高く連なる山々の前に静かに立っています。
山は「艮=止まる・動かない・境界」を象徴し、それが重なることで、完全な静止と安定を表しています。
姿勢は動きを見せず、しかし硬直でも閉塞でもありません。
呼吸は整い、心は内側へ向いています。
これは「艮為山」が教える“外に動かず、内を治めよ”という状態です。
風はほとんどなく、髪も衣も静か。
背景の山は雄大ですが、威圧的ではなく、「ここが限界であり、ここが守り」という安心感を与えます。

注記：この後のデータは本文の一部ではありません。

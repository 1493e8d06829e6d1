mod common;

use benchling_cli::alignment::{Algorithm, AlignmentQuery, ClustaloOptions, MafftOptions};
use benchling_cli::catalog::{Catalog, MatchMode};
use benchling_cli::models::{FolderPatch, FolderType, NewFolder, NewSequence, SequencePatch};
use benchling_cli::resources::SearchQuery;
use benchling_cli::{BenchlingError, Method};
use common::{client, url, MockTransport};
use serde_json::json;

fn puc19() -> serde_json::Value {
    json!({
        "id": "seq_abc",
        "name": "pUC19",
        "bases": "ATGCATGCAT",
        "circular": true,
        "folder": "fol_a",
        "annotations": [
            {"name": "ori", "start": 4, "end": 0, "strand": 1, "type": "rep_origin"}
        ]
    })
}

fn folders() -> serde_json::Value {
    json!({"folders": [
        {"id": "fol_a", "name": "Plasmids", "sequences": [
            {"id": "seq_abc", "name": "pUC19"},
            {"id": "seq_def", "name": "pET-28a"},
            {"id": "seq_ghi", "name": "pUC57-kan"}
        ]},
        {"id": "fol_b", "name": "Oligos", "sequences": [
            {"id": "seq_jkl", "name": "M13-fwd"}
        ]}
    ]})
}

#[test]
fn get_sequence_matches_requested_id() {
    let api = client(MockTransport::new().on(Method::Get, "sequences/seq_abc", 200, puc19()));
    let seq = api.sequences().get("seq_abc").unwrap();
    assert_eq!(seq.id, "seq_abc");
    assert_eq!(seq.name, "pUC19");
    assert_eq!(seq.annotations[0].end, 10);

    let requests = api.transport().requests();
    assert_eq!(requests.len(), 1);
    assert_eq!(requests[0].url, url("sequences/seq_abc"));
    assert!(requests[0].authenticated);
}

#[test]
fn missing_sequence_relays_not_found() {
    let api = client(MockTransport::new().on(
        Method::Get,
        "sequences/seq_missing",
        404,
        json!({"error": {"message": "Sequence seq_missing not found"}}),
    ));
    let err = api.sequences().get("seq_missing").unwrap_err();
    assert!(err.is_not_found());
    assert!(err.to_string().contains("Sequence seq_missing not found"));
}

#[test]
fn empty_id_sends_nothing() {
    let api = client(MockTransport::new());
    let err = api.sequences().get("").unwrap_err();
    assert!(matches!(err, BenchlingError::InvalidInput(_)));
    assert!(api.transport().requests().is_empty());
}

#[test]
fn unexpected_shape_is_parse_error() {
    let api = client(MockTransport::new().on(
        Method::Get,
        "sequences/seq_abc",
        200,
        json!({"name": "no id here"}),
    ));
    let err = api.sequences().get("seq_abc").unwrap_err();
    assert!(matches!(err, BenchlingError::Json(_)));
}

#[test]
fn catalog_regex_search_keeps_order() {
    let api = client(MockTransport::new().on(Method::Get, "folders", 200, folders()));
    let catalog = Catalog::load(&api).unwrap();
    let hits = catalog
        .filter_sequences(&[("name", "^pUC")], MatchMode::Regex)
        .unwrap();
    let ids: Vec<_> = hits.iter().map(|s| s.id.as_str()).collect();
    assert_eq!(ids, ["seq_abc", "seq_ghi"]);
    assert!(hits.iter().all(|s| s.folder.as_deref() == Some("fol_a")));
}

#[test]
fn catalog_find_fetches_full_record() {
    let api = client(
        MockTransport::new()
            .on(Method::Get, "folders", 200, folders())
            .on(Method::Get, "sequences/seq_abc", 200, puc19()),
    );
    let catalog = Catalog::load(&api).unwrap();
    let seq = catalog
        .find_sequence(&api, "name", "pUC", MatchMode::Regex)
        .unwrap();
    assert_eq!(seq.id, "seq_abc");
    assert_eq!(seq.bases, "ATGCATGCAT");

    let err = catalog
        .find_folder(&api, "name", "Archive", MatchMode::Exact)
        .unwrap_err();
    assert!(matches!(err, BenchlingError::NoMatch { .. }));
}

#[test]
fn folder_listing_error_means_bad_key() {
    let api = client(MockTransport::new().on(
        Method::Get,
        "folders",
        200,
        json!({"error": "Authentication required"}),
    ));
    let err = api.folders().list().unwrap_err();
    assert!(matches!(err, BenchlingError::Login(_)));
}

fn new_plasmid() -> NewSequence {
    NewSequence {
        name: "pNew".into(),
        bases: "ATGC".into(),
        circular: true,
        folder: "fol_a".into(),
        ..Default::default()
    }
}

#[test]
fn create_sequence_with_overwrite() {
    let mock = MockTransport::new()
        .on(
            Method::Get,
            "folders/fol_a",
            200,
            json!({"id": "fol_a", "name": "Plasmids", "sequences": [
                {"id": "seq_old", "name": "pNew"},
                {"id": "seq_other", "name": "pOther"}
            ]}),
        )
        .on(
            Method::Get,
            "folders/fol_a",
            200,
            json!({"id": "fol_a", "name": "Plasmids", "sequences": [
                {"id": "seq_other", "name": "pOther"},
                {"id": "seq_new", "name": "pNew"}
            ]}),
        )
        .on(Method::Delete, "sequences/seq_old", 200, json!({}))
        .on(Method::Post, "sequences", 201, json!({}))
        .on(
            Method::Get,
            "sequences/seq_new",
            200,
            json!({"id": "seq_new", "name": "pNew", "bases": "ATGC", "circular": true}),
        );
    let api = client(mock);

    let seq = api.sequences().create(&new_plasmid(), true).unwrap();
    assert_eq!(seq.id, "seq_new");

    let calls: Vec<_> = api
        .transport()
        .requests()
        .into_iter()
        .map(|r| (r.method, r.url))
        .collect();
    assert_eq!(
        calls,
        [
            (Method::Get, url("folders/fol_a")),
            (Method::Delete, url("sequences/seq_old")),
            (Method::Post, url("sequences")),
            (Method::Get, url("folders/fol_a")),
            (Method::Get, url("sequences/seq_new")),
        ]
    );
    let post = &api.transport().requests()[2];
    assert_eq!(
        post.body,
        Some(json!({"name": "pNew", "bases": "ATGC", "circular": true, "folder": "fol_a"}))
    );
}

#[test]
fn create_sequence_reports_lost_record() {
    let folder = json!({"id": "fol_a", "name": "Plasmids", "sequences": [
        {"id": "seq_old", "name": "pNew"}
    ]});
    let api = client(
        MockTransport::new()
            .on(Method::Get, "folders/fol_a", 200, folder)
            .on(Method::Post, "sequences", 200, json!({})),
    );
    let err = api.sequences().create(&new_plasmid(), false).unwrap_err();
    assert!(matches!(err, BenchlingError::Creation(name) if name == "pNew"));
}

#[test]
fn create_folder_defaults_owner_to_me() {
    let api = client(
        MockTransport::new()
            .on(Method::Get, "entities/me", 200, json!({"id": "ent_me", "handle": "jdoe"}))
            .on(
                Method::Post,
                "folders",
                201,
                json!({"id": "fol_new", "name": "Cloning", "sequences": []}),
            ),
    );
    let folder = api
        .folders()
        .create(&NewFolder {
            name: "Cloning".into(),
            folder_type: FolderType::Notebook,
            ..Default::default()
        })
        .unwrap();
    assert_eq!(folder.id, "fol_new");
    let post = &api.transport().requests()[1];
    assert_eq!(
        post.body,
        Some(json!({"name": "Cloning", "owner": "ent_me", "type": "NOTEBOOK"}))
    );
}

#[test]
fn patch_sends_only_changed_fields() {
    let api = client(MockTransport::new().on(
        Method::Patch,
        "sequences/seq_abc",
        200,
        json!({"id": "seq_abc", "name": "pUC19-v2"}),
    ));
    let patch = SequencePatch {
        name: Some("pUC19-v2".into()),
        ..Default::default()
    };
    let seq = api.sequences().patch("seq_abc", &patch).unwrap();
    assert_eq!(seq.name, "pUC19-v2");
    assert_eq!(
        api.transport().requests()[0].body,
        Some(json!({"name": "pUC19-v2"}))
    );
}

#[test]
fn text_search_walks_offsets() {
    let api = client(
        MockTransport::new()
            .on(Method::Post, "search", 200, json!({"results": [{"id": "seq_1"}, {"id": "seq_2"}]}))
            .on(Method::Post, "search", 200, json!({"results": [{"id": "seq_3"}]})),
    );
    let query = SearchQuery {
        limit: 2,
        ..SearchQuery::text("pUC")
    };
    let pages: Vec<_> = api
        .search_pages(query)
        .unwrap()
        .collect::<Result<Vec<_>, _>>()
        .unwrap();
    assert_eq!(pages.len(), 2);
    assert_eq!(pages[1][0]["id"], "seq_3");

    let offsets: Vec<_> = api
        .transport()
        .requests()
        .iter()
        .map(|r| r.body.as_ref().unwrap()["offset"].clone())
        .collect();
    assert_eq!(offsets, [json!(0), json!(2)]);
}

#[test]
fn zero_limit_is_rejected() {
    let api = client(MockTransport::new());
    let query = SearchQuery {
        limit: 0,
        ..SearchQuery::text("pUC")
    };
    assert!(api.search_pages(query).is_err());
}

#[test]
fn folder_patch_sends_changed_fields() {
    let api = client(MockTransport::new().on(
        Method::Patch,
        "folders/fol_a",
        200,
        json!({"id": "fol_a", "name": "Plasmids 2018", "sequences": []}),
    ));
    let patch = FolderPatch {
        name: Some("Plasmids 2018".into()),
        folder_type: Some(FolderType::Notebook),
        ..Default::default()
    };
    let folder = api.folders().patch("fol_a", &patch).unwrap();
    assert_eq!(folder.name, "Plasmids 2018");

    let requests = api.transport().requests();
    assert_eq!(requests.len(), 1);
    assert_eq!(requests[0].method, Method::Patch);
    assert_eq!(requests[0].url, url("folders/fol_a"));
    assert_eq!(
        requests[0].body,
        Some(json!({"name": "Plasmids 2018", "type": "NOTEBOOK"}))
    );
}

#[test]
fn deletes_target_the_record() {
    let api = client(
        MockTransport::new()
            .on(Method::Delete, "folders/fol_b", 200, json!({}))
            .on(Method::Delete, "sequences/seq_jkl", 200, json!({})),
    );
    api.sequences().delete("seq_jkl").unwrap();
    api.folders().delete("fol_b").unwrap();

    let requests = api.transport().requests();
    let calls: Vec<_> = requests.iter().map(|r| (r.method, r.url.clone())).collect();
    assert_eq!(
        calls,
        [
            (Method::Delete, url("sequences/seq_jkl")),
            (Method::Delete, url("folders/fol_b")),
        ]
    );
    assert!(requests.iter().all(|r| r.body.is_none() && r.authenticated));
}

#[test]
fn delete_failure_is_reported() {
    let api = client(MockTransport::new().on(
        Method::Delete,
        "folders/fol_b",
        403,
        json!({"error": {"message": "Forbidden"}}),
    ));
    let err = api.folders().delete("fol_b").unwrap_err();
    assert!(matches!(err, BenchlingError::Status { status: 403, .. }));
    assert!(api.folders().delete(" ").is_err());
    assert_eq!(api.transport().requests().len(), 1);
}

#[test]
fn mafft_alignment_request() {
    let api = client(MockTransport::new().on(
        Method::Post,
        "alignments",
        202,
        json!({"taskId": "task_1"}),
    ));
    let queries = [
        AlignmentQuery::SequenceId("seq_q".into()),
        AlignmentQuery::Encoded {
            name: Some("read.ab1".into()),
            data: "QUJD".into(),
        },
    ];
    let task = api
        .submit_alignment("seq_t", &queries, &Algorithm::Mafft(MafftOptions::default()))
        .unwrap();
    assert_eq!(task["taskId"], "task_1");

    let requests = api.transport().requests();
    assert_eq!(requests[0].method, Method::Post);
    assert_eq!(requests[0].url, url("alignments"));
    assert_eq!(
        requests[0].body,
        Some(json!({
            "algorithm": "mafft",
            "algorithmOptions": {
                "adjust_direction": "no",
                "max_iterations": 0,
                "retree": 2,
                "gap_open_penalty": 1.53,
                "gap_extension_penalty": 0.0
            },
            "files": [
                {"id": "seq_t"},
                {"id": "seq_q"},
                {"name": "read.ab1", "data": "QUJD"}
            ]
        }))
    );
}

#[test]
fn clustalo_alignment_names_its_algorithm() {
    let api = client(MockTransport::new().on(Method::Post, "alignments", 200, json!({})));
    api.submit_alignment(
        "seq_t",
        &[AlignmentQuery::SequenceId("seq_q".into())],
        &Algorithm::Clustalo(ClustaloOptions::default()),
    )
    .unwrap();
    let body = api.transport().requests()[0].body.clone().unwrap();
    assert_eq!(body["algorithm"], "clustalo");
    assert_eq!(body["algorithmOptions"]["max_hmm_iterations"], 25);
    assert_eq!(body["algorithmOptions"]["mbed_guide_tree"], "yes");

    let err = api
        .submit_alignment("", &[], &Algorithm::Clustalo(ClustaloOptions::default()))
        .unwrap_err();
    assert!(matches!(err, BenchlingError::InvalidInput(_)));
    assert_eq!(api.transport().requests().len(), 1);
}

#[test]
fn alignment_and_task_lookups() {
    let api = client(
        MockTransport::new()
            .on(
                Method::Get,
                "alignments/seqanl_1",
                200,
                json!({"id": "seqanl_1", "name": "pUC19 reads", "alignedSequences": []}),
            )
            .on(
                Method::Get,
                "tasks/task_1",
                200,
                json!({"id": "task_1", "status": "SUCCEEDED", "response": {"id": "seqanl_1"}}),
            ),
    );
    let alignment = api.get_alignment("seqanl_1").unwrap();
    assert_eq!(alignment.name.as_deref(), Some("pUC19 reads"));
    assert!(alignment.extra.contains_key("alignedSequences"));

    let task = api.get_task("task_1").unwrap();
    assert_eq!(task.status.as_deref(), Some("SUCCEEDED"));
    assert_eq!(task.extra["response"]["id"], "seqanl_1");

    let urls: Vec<_> = api.transport().requests().into_iter().map(|r| r.url).collect();
    assert_eq!(urls, [url("alignments/seqanl_1"), url("tasks/task_1")]);
}

#[test]
fn catalog_refresh_reloads_folders() {
    let api = client(
        MockTransport::new()
            .on(Method::Get, "folders", 200, folders())
            .on(
                Method::Get,
                "folders",
                200,
                json!({"folders": [
                    {"id": "fol_a", "name": "Plasmids", "sequences": [
                        {"id": "seq_abc", "name": "pUC19"},
                        {"id": "seq_new", "name": "pNew"}
                    ]}
                ]}),
            ),
    );
    let mut catalog = Catalog::load(&api).unwrap();
    assert_eq!(catalog.sequences().len(), 4);
    assert!(!catalog.sequence_exists("name", "pNew", MatchMode::Exact).unwrap());

    catalog.refresh(&api).unwrap();
    assert_eq!(catalog.folders().len(), 1);
    assert_eq!(catalog.sequences().len(), 2);
    assert!(catalog.sequence_exists("name", "pNew", MatchMode::Exact).unwrap());
    assert!(!catalog.folder_exists("name", "Oligos", MatchMode::Exact).unwrap());

    let requests = api.transport().requests();
    assert_eq!(requests.len(), 2);
    assert!(requests
        .iter()
        .all(|r| r.method == Method::Get && r.url == url("folders")));
}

「動かないことも、立派な選択である」という「艮為山」の本質を、静謐で芯のある女性像として表現したビジュアルです。
本卦:艮為山(ごんいざん)
艮は「止まる」「静止」を象徴する卦であり、今日は立ち止まること自体に意味がある日となる。
無理に動かず、心と行動を落ち着かせることで、余計な摩擦や迷いを避けられる。
終わりを意識し、一区切りをつける姿勢が運勢を安定させる。
内省や整理に向いた一日だ。
之卦:火風鼎(かふうてい)
鼎は「新しく整え直す」「価値を入れ替える」卦であり、止まった先に変化が待っていることを示す。
今すぐ動くのではなく、準備が整った後に質的な転換が起こる。
古い考えや役割を見直し、新しい基準を据えることが次の段階への鍵となる。
互卦:雷水解(らいすいかい)
内側では緊張がほどけ、問題が解消へ向かう流れがある。
止まることで心が緩み、自然と解決の糸口が見えてくる。
無理に答えを出そうとしないことが重要だ。
裏卦:兌為沢(だいたく)
表に出にくいが、喜びや安心を求める気持ちが潜んでいる。
休息や和やかな時間が、心のバランスを整える。
綜卦:震為雷(しんいらい)
最終的には再び動き出す力が芽生え、次の行動へとつながっていく。
総合的な解釈
今日は「止まることで整い、整うことで新しく動き出す日」である。
本卦・艮為山が示すように、無理に前進するより、一年の終わりとして立ち止まり、心身や状況を静かに整えることが最優先となる。この静止は停滞ではなく、必要な間である。
之卦・火風鼎は、その静けさの先に質的な変化が待っていることを示す。
これまで当たり前だった価値観や役割を入れ替え、新しい形へ移行する準備が進んでいる。
互卦・雷水解が示す通り、力を抜くことで問題は自然にほどけていく。
裏卦・兌為沢は、安心や喜びを大切にする姿勢が運気を和らげることを教える。
そして綜卦・震為雷が示すように、静止の後には必ず動きが生まれる。
今日は動かず整え、次の始まりに備える一日だ。